Yes, how the faithful
squirmed at the covenant
that kicked their seraphims,
like Adam & Eve,
out of the blessed realm.
After rectifying the sacral errors,
what now, Benedict?
Is God the absolute fallacy
mortals invent
to decipher the mystery
of life, death
& love’s casuistry?
Everything’s in perpetual limbo:
We look the Devil in the eye
& dither –
a door leads to another door,
Kafka’s castle is not the final lore?
Who’d accept death
as the eternal troubadour?

VI.

Seven in the morning
& the scent of grass is still in the air.
Students straggle into the room
as he winds up the stairs
& into corridors
hunting for telltale ghosts of yesteryears.

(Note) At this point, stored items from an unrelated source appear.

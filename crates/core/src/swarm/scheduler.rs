//! # Task Scheduler
//!
//! Admits tasks up to a concurrency limit and queues the rest in arrival
//! order. A finishing task hands its slot straight to the head of the queue,
//! so a queued task can never be overtaken by a later submission.

use std::collections::VecDeque;
use std::path::PathBuf;
use std::sync::{Arc, Mutex, MutexGuard};

use anyhow::Result;
use tokio::sync::oneshot;

use crate::models::AgentModel;
use crate::state::{PipelineState, PreviousTaskContext, TaskReport};

use super::continuation::ContinuationManager;
use super::coordinator::Coordinator;
use super::events::{PipelineEvent, PipelineEventKind};
use super::pipeline::PipelineMode;

/// A task submitted to the scheduler
#[derive(Debug, Clone, Default)]
pub struct TaskRequest {
    pub prompt: String,
    /// Overrides the classifier and `force_mode`
    pub mode: Option<PipelineMode>,
    pub model: Option<AgentModel>,
    pub workspace: Option<PathBuf>,
    pub previous: Option<PreviousTaskContext>,
    pub skills_context: Option<String>,
}

impl TaskRequest {
    pub fn new(prompt: impl Into<String>) -> Self {
        Self {
            prompt: prompt.into(),
            ..Self::default()
        }
    }

    pub fn with_mode(mut self, mode: PipelineMode) -> Self {
        self.mode = Some(mode);
        self
    }

    pub fn with_model(mut self, model: AgentModel) -> Self {
        self.model = Some(model);
        self
    }

    pub fn with_workspace(mut self, workspace: impl Into<PathBuf>) -> Self {
        self.workspace = Some(workspace.into());
        self
    }

    pub fn with_previous(mut self, previous: PreviousTaskContext) -> Self {
        self.previous = Some(previous);
        self
    }

    pub fn with_skills_context(mut self, context: impl Into<String>) -> Self {
        self.skills_context = Some(context.into());
        self
    }
}

/// Handle to a submitted task
#[derive(Debug)]
pub struct TaskHandle {
    pub task_id: String,
    pub mode: PipelineMode,
    report: oneshot::Receiver<TaskReport>,
}

impl TaskHandle {
    /// Wait for the terminal report
    pub async fn wait(self) -> Result<TaskReport> {
        self.report
            .await
            .map_err(|_| anyhow::anyhow!("task {} ended without a report", self.task_id))
    }
}

struct QueuedTask {
    state: PipelineState,
    done: oneshot::Sender<TaskReport>,
}

#[derive(Default)]
struct Admission {
    running: usize,
    queue: VecDeque<QueuedTask>,
}

struct Shared {
    coordinator: Arc<Coordinator>,
    limit: usize,
    admission: Mutex<Admission>,
}

impl Shared {
    fn admission(&self) -> MutexGuard<'_, Admission> {
        // Admission counters stay consistent even if a holder panicked.
        self.admission.lock().unwrap_or_else(|e| e.into_inner())
    }
}

/// Returns the slot when a running task ends, however it ends
struct SlotGuard {
    shared: Arc<Shared>,
}

impl Drop for SlotGuard {
    fn drop(&mut self) {
        let next = {
            let mut admission = self.shared.admission();
            match admission.queue.pop_front() {
                Some(task) => Some(task),
                None => {
                    admission.running = admission.running.saturating_sub(1);
                    None
                }
            }
        };

        if let Some(task) = next {
            match tokio::runtime::Handle::try_current() {
                Ok(_) => spawn_task(self.shared.clone(), task),
                Err(_) => {
                    tracing::warn!(task_id = %task.state.task_id, "Runtime gone; dropping queued task");
                    let mut admission = self.shared.admission();
                    admission.running = admission.running.saturating_sub(1);
                }
            }
        }
    }
}

fn spawn_task(shared: Arc<Shared>, task: QueuedTask) {
    tokio::spawn(async move {
        let _slot = SlotGuard {
            shared: shared.clone(),
        };
        let report = shared.coordinator.run(task.state).await;
        let _ = task.done.send(report);
    });
}

/// Bounded FIFO scheduler over a shared coordinator
pub struct TaskScheduler {
    shared: Arc<Shared>,
}

impl TaskScheduler {
    /// `max_concurrent` is clamped to at least one slot
    pub fn new(coordinator: Arc<Coordinator>, max_concurrent: usize) -> Self {
        Self {
            shared: Arc::new(Shared {
                coordinator,
                limit: max_concurrent.max(1),
                admission: Mutex::new(Admission::default()),
            }),
        }
    }

    pub fn limit(&self) -> usize {
        self.shared.limit
    }

    pub fn running(&self) -> usize {
        self.shared.admission().running
    }

    pub fn queued(&self) -> usize {
        self.shared.admission().queue.len()
    }

    /// Admit a task now or queue it. Must be called inside a Tokio runtime.
    pub fn submit(&self, request: TaskRequest) -> TaskHandle {
        let state = self.shared.coordinator.prepare(request);
        let task_id = state.task_id.clone();
        let mode = state.mode;
        let (done, report) = oneshot::channel();
        let task = QueuedTask { state, done };

        let admitted = {
            let mut admission = self.shared.admission();
            if admission.running < self.shared.limit {
                admission.running += 1;
                Some(task)
            } else {
                admission.queue.push_back(task);
                None
            }
        };

        match admitted {
            Some(task) => {
                tracing::info!(task_id = %task_id, mode = %mode, "Task admitted");
                spawn_task(self.shared.clone(), task);
            }
            None => {
                tracing::info!(task_id = %task_id, queued = self.queued(), "Task queued");
                self.shared.coordinator.notify(
                    PipelineEvent::new(PipelineEventKind::TaskQueued, &task_id).with_mode(mode),
                );
            }
        }

        TaskHandle {
            task_id,
            mode,
            report,
        }
    }

    /// Continue a finished task from the task history
    pub fn submit_continuation(
        &self,
        request: TaskRequest,
        previous_task_id: &str,
    ) -> Result<TaskHandle> {
        let store = self
            .shared
            .coordinator
            .store()
            .ok_or_else(|| anyhow::anyhow!("continuations need a task store"))?;
        let previous = ContinuationManager::new(store).from_history(previous_task_id)?;
        Ok(self.submit(request.with_previous(previous)))
    }
}
//! # Task State
//!
//! Per-task pipeline state and the records it accumulates.
//! A `PipelineState` is owned by exactly one running task; stages mutate it
//! one at a time and nothing else holds a reference to it.

use crate::models::AgentModel;
use crate::swarm::pipeline::{PipelineMode, Stage, TaskStatus};
use chrono::{DateTime, Utc};
use schemars::JsonSchema;
use serde::{Deserialize, Serialize};
use std::fmt;
use std::path::PathBuf;
use std::str::FromStr;
use std::time::Duration;

/// What happened to a file
#[derive(Debug, Clone, Copy, PartialEq, Eq, Serialize, Deserialize, JsonSchema)]
#[serde(rename_all = "lowercase")]
pub enum ChangeAction {
    Created,
    Modified,
    Deleted,
}

impl ChangeAction {
    pub fn as_str(&self) -> &'static str {
        match self {
            Self::Created => "created",
            Self::Modified => "modified",
            Self::Deleted => "deleted",
        }
    }
}

impl fmt::Display for ChangeAction {
    fn fmt(&self, f: &mut fmt::Formatter<'_>) -> fmt::Result {
        f.write_str(self.as_str())
    }
}

impl FromStr for ChangeAction {
    type Err = String;

    fn from_str(s: &str) -> Result<Self, Self::Err> {
        match s {
            "created" => Ok(Self::Created),
            "modified" => Ok(Self::Modified),
            "deleted" => Ok(Self::Deleted),
            other => Err(format!("unknown change action '{}'", other)),
        }
    }
}

/// One file touched by a code-writing stage
#[derive(Debug, Clone, PartialEq, Eq, Serialize, Deserialize, JsonSchema)]
pub struct ChangeRecord {
    /// Path relative to the workspace root
    pub file: String,
    pub action: ChangeAction,
    /// Free-text description of the change
    pub summary: String,
}

impl ChangeRecord {
    pub fn new(file: impl Into<String>, action: ChangeAction, summary: impl Into<String>) -> Self {
        Self {
            file: file.into(),
            action,
            summary: summary.into(),
        }
    }

    /// `file (action): summary`
    pub fn render_line(&self) -> String {
        format!("{} ({}): {}", self.file, self.action, self.summary)
    }
}

/// Outcome of a single test from the Verifier
#[derive(Debug, Clone, PartialEq, Eq, Serialize, Deserialize, JsonSchema)]
pub struct TestRecord {
    pub test_file: String,
    pub test_name: String,
    pub passed: bool,
    /// Preferred (not required) when `passed` is false
    #[serde(default, skip_serializing_if = "Option::is_none")]
    pub error_message: Option<String>,
}

impl TestRecord {
    pub fn passed(test_file: impl Into<String>, test_name: impl Into<String>) -> Self {
        Self {
            test_file: test_file.into(),
            test_name: test_name.into(),
            passed: true,
            error_message: None,
        }
    }

    pub fn failed(
        test_file: impl Into<String>,
        test_name: impl Into<String>,
        error: impl Into<String>,
    ) -> Self {
        Self {
            test_file: test_file.into(),
            test_name: test_name.into(),
            passed: false,
            error_message: Some(error.into()),
        }
    }

    /// One-line summary used in fix prompts and reports
    pub fn summary_line(&self) -> String {
        match self.error_message.as_deref().filter(|m| !m.trim().is_empty()) {
            Some(message) => format!("{}::{}: {}", self.test_file, self.test_name, message),
            None => format!("{}::{}: failed", self.test_file, self.test_name),
        }
    }
}

/// A file the Locator considers relevant
#[derive(Debug, Clone, PartialEq, Eq, Serialize, Deserialize, JsonSchema)]
pub struct LocatedFile {
    pub path: String,
    /// Why this file matters for the prompt
    pub reason: String,
}

/// One step of the change plan
#[derive(Debug, Clone, PartialEq, Eq, Serialize, Deserialize, JsonSchema)]
pub struct PlanStep {
    pub file: String,
    pub description: String,
}

/// The Planner's output
#[derive(Debug, Clone, PartialEq, Eq, Serialize, Deserialize, JsonSchema)]
pub struct Plan {
    pub summary: String,
    pub steps: Vec<PlanStep>,
}

impl Plan {
    pub fn render(&self) -> String {
        let mut out = format!("{}\n", self.summary);
        for (index, step) in self.steps.iter().enumerate() {
            out.push_str(&format!("{}. {}: {}\n", index + 1, step.file, step.description));
        }
        out
    }
}

/// Result of the finalize stage
#[derive(Debug, Clone, PartialEq, Eq, Serialize, Deserialize)]
pub struct CommitRecord {
    pub committed: bool,
    pub message: String,
    /// Commit id reported by the agent, or read back from HEAD
    pub sha: Option<String>,
}

/// Agent session id per stage
///
/// One explicit slot per stage rather than a string-keyed map, so the
/// continuation contract is checked by the compiler.
#[derive(Debug, Clone, Default, PartialEq, Eq, Serialize, Deserialize)]
pub struct SessionIds {
    pub locating: Option<String>,
    pub planning: Option<String>,
    pub implementing: Option<String>,
    pub verifying: Option<String>,
    pub fixing: Option<String>,
    pub finalizing: Option<String>,
    pub fast_dev: Option<String>,
    pub fast_finish: Option<String>,
    pub simple: Option<String>,
}

impl SessionIds {
    fn slot_mut(&mut self, stage: Stage) -> &mut Option<String> {
        match stage {
            Stage::Locating => &mut self.locating,
            Stage::Planning => &mut self.planning,
            Stage::Implementing => &mut self.implementing,
            Stage::Verifying => &mut self.verifying,
            Stage::Fixing => &mut self.fixing,
            Stage::Finalizing => &mut self.finalizing,
            Stage::FastDev => &mut self.fast_dev,
            Stage::FastFinish => &mut self.fast_finish,
            Stage::Simple => &mut self.simple,
        }
    }

    pub fn get(&self, stage: Stage) -> Option<&str> {
        let slot = match stage {
            Stage::Locating => &self.locating,
            Stage::Planning => &self.planning,
            Stage::Implementing => &self.implementing,
            Stage::Verifying => &self.verifying,
            Stage::Fixing => &self.fixing,
            Stage::Finalizing => &self.finalizing,
            Stage::FastDev => &self.fast_dev,
            Stage::FastFinish => &self.fast_finish,
            Stage::Simple => &self.simple,
        };
        slot.as_deref()
    }

    pub fn set(&mut self, stage: Stage, session_id: impl Into<String>) {
        *self.slot_mut(stage) = Some(session_id.into());
    }

    /// Most recent conversation that wrote code, preferring later stages
    pub fn latest_code_session(&self) -> Option<&str> {
        [Stage::Fixing, Stage::Implementing, Stage::FastDev, Stage::Simple]
            .into_iter()
            .find_map(|stage| self.get(stage))
    }

    /// Populated slots in pipeline order
    pub fn entries(&self) -> Vec<(Stage, &str)> {
        [
            Stage::Locating,
            Stage::Planning,
            Stage::Implementing,
            Stage::Verifying,
            Stage::Fixing,
            Stage::Finalizing,
            Stage::FastDev,
            Stage::FastFinish,
            Stage::Simple,
        ]
        .into_iter()
        .filter_map(|stage| self.get(stage).map(|id| (stage, id)))
        .collect()
    }
}

/// Snapshot of a prior task carried into a continuation
#[derive(Debug, Clone, PartialEq, Eq, Serialize, Deserialize)]
pub struct PreviousTaskContext {
    pub task_id: String,
    pub changes: Vec<ChangeRecord>,
    #[serde(default)]
    pub sessions: SessionIds,
}

/// Append-only log entry for one stage attempt
#[derive(Debug, Clone, PartialEq, Eq, Serialize, Deserialize)]
pub struct StageRecord {
    pub stage: Stage,
    pub success: bool,
    pub duration_ms: u64,
    #[serde(default, skip_serializing_if = "Option::is_none")]
    pub error: Option<String>,
    pub started_at: DateTime<Utc>,
}

impl StageRecord {
    pub fn succeeded(stage: Stage, started_at: DateTime<Utc>, duration: Duration) -> Self {
        Self {
            stage,
            success: true,
            duration_ms: duration.as_millis() as u64,
            error: None,
            started_at,
        }
    }

    pub fn failed(
        stage: Stage,
        started_at: DateTime<Utc>,
        duration: Duration,
        error: impl Into<String>,
    ) -> Self {
        Self {
            stage,
            success: false,
            duration_ms: duration.as_millis() as u64,
            error: Some(error.into()),
            started_at,
        }
    }
}

/// The machine-readable state of a single task
#[derive(Debug, Clone, Serialize, Deserialize)]
pub struct PipelineState {
    pub task_id: String,
    /// Original user prompt
    pub prompt: String,
    pub workspace: PathBuf,
    pub model: AgentModel,
    /// Set by Planning; `None` until then
    pub plan: Option<Plan>,
    pub mode: PipelineMode,
    pub sessions: SessionIds,
    /// Set only when continuing a prior task
    pub previous: Option<PreviousTaskContext>,
    pub changes: Vec<ChangeRecord>,
    /// Set by Locating
    #[serde(default)]
    pub relevant_files: Vec<LocatedFile>,
    /// Latest verification results
    #[serde(default)]
    pub tests: Vec<TestRecord>,
    /// Set by the finalize stage
    #[serde(default)]
    pub commit: Option<CommitRecord>,
    /// Auxiliary domain hints appended to every system prompt
    #[serde(default)]
    pub skills_context: Option<String>,
    #[serde(default)]
    pub stage_records: Vec<StageRecord>,
}

impl PipelineState {
    pub fn new(
        task_id: impl Into<String>,
        prompt: impl Into<String>,
        workspace: impl Into<PathBuf>,
        model: AgentModel,
        mode: PipelineMode,
    ) -> Self {
        Self {
            task_id: task_id.into(),
            prompt: prompt.into(),
            workspace: workspace.into(),
            model,
            plan: None,
            mode,
            sessions: SessionIds::default(),
            previous: None,
            changes: Vec::new(),
            relevant_files: Vec::new(),
            tests: Vec::new(),
            commit: None,
            skills_context: None,
            stage_records: Vec::new(),
        }
    }

    pub fn is_continuation(&self) -> bool {
        self.previous.is_some()
    }

    pub fn record(&mut self, record: StageRecord) {
        self.stage_records.push(record);
    }

    /// Stages in execution order
    pub fn executed_stages(&self) -> Vec<Stage> {
        self.stage_records.iter().map(|r| r.stage).collect()
    }
}

/// Why a task failed
#[derive(Debug, Clone, PartialEq, Eq, Serialize, Deserialize)]
pub struct TaskFailure {
    /// `None` when the failure happened before any stage ran
    pub stage: Option<Stage>,
    /// Error kind (see `StageError::kind`)
    pub kind: String,
    pub error: String,
    #[serde(default)]
    pub failing_tests: Vec<TestRecord>,
}

/// Terminal record of a task, sufficient to diagnose it without re-running
#[derive(Debug, Clone, Serialize, Deserialize)]
pub struct TaskReport {
    pub task_id: String,
    pub prompt: String,
    pub mode: PipelineMode,
    pub status: TaskStatus,
    pub stages: Vec<StageRecord>,
    pub changes: Vec<ChangeRecord>,
    pub tests: Vec<TestRecord>,
    pub commit: Option<CommitRecord>,
    pub sessions: SessionIds,
    pub previous_task_id: Option<String>,
    pub failure: Option<TaskFailure>,
    pub finished_at: DateTime<Utc>,
}

impl TaskReport {
    pub fn from_state(state: PipelineState, status: TaskStatus, failure: Option<TaskFailure>) -> Self {
        Self {
            task_id: state.task_id,
            prompt: state.prompt,
            mode: state.mode,
            status,
            stages: state.stage_records,
            changes: state.changes,
            tests: state.tests,
            commit: state.commit,
            sessions: state.sessions,
            previous_task_id: state.previous.map(|p| p.task_id),
            failure,
            finished_at: Utc::now(),
        }
    }

    pub fn succeeded(&self) -> bool {
        self.status == TaskStatus::Succeeded
    }

    pub fn executed_stages(&self) -> Vec<Stage> {
        self.stages.iter().map(|r| r.stage).collect()
    }

    /// Context for a task that continues this one
    pub fn to_previous_context(&self) -> PreviousTaskContext {
        PreviousTaskContext {
            task_id: self.task_id.clone(),
            changes: self.changes.clone(),
            sessions: self.sessions.clone(),
        }
    }
}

Nah, these kids wouldn’t know him
( & so did he)
Ogie the actor & designer
who weeks ago passed away,
A veteran stage hand
he had performed before thousands
to the roar of bravo and encore
in lighted & jampacked halls
that showed his girth
& sweaty smile
as if the moment’s thespic elegance
could be frozen alive in time.
But freshmen wouldn’t know him anymore!
He lives only in the memory
of a circle of friends
& finished costumes that will be eaten away
by moths & bugs.
O only a precious few are beholden to remembrance!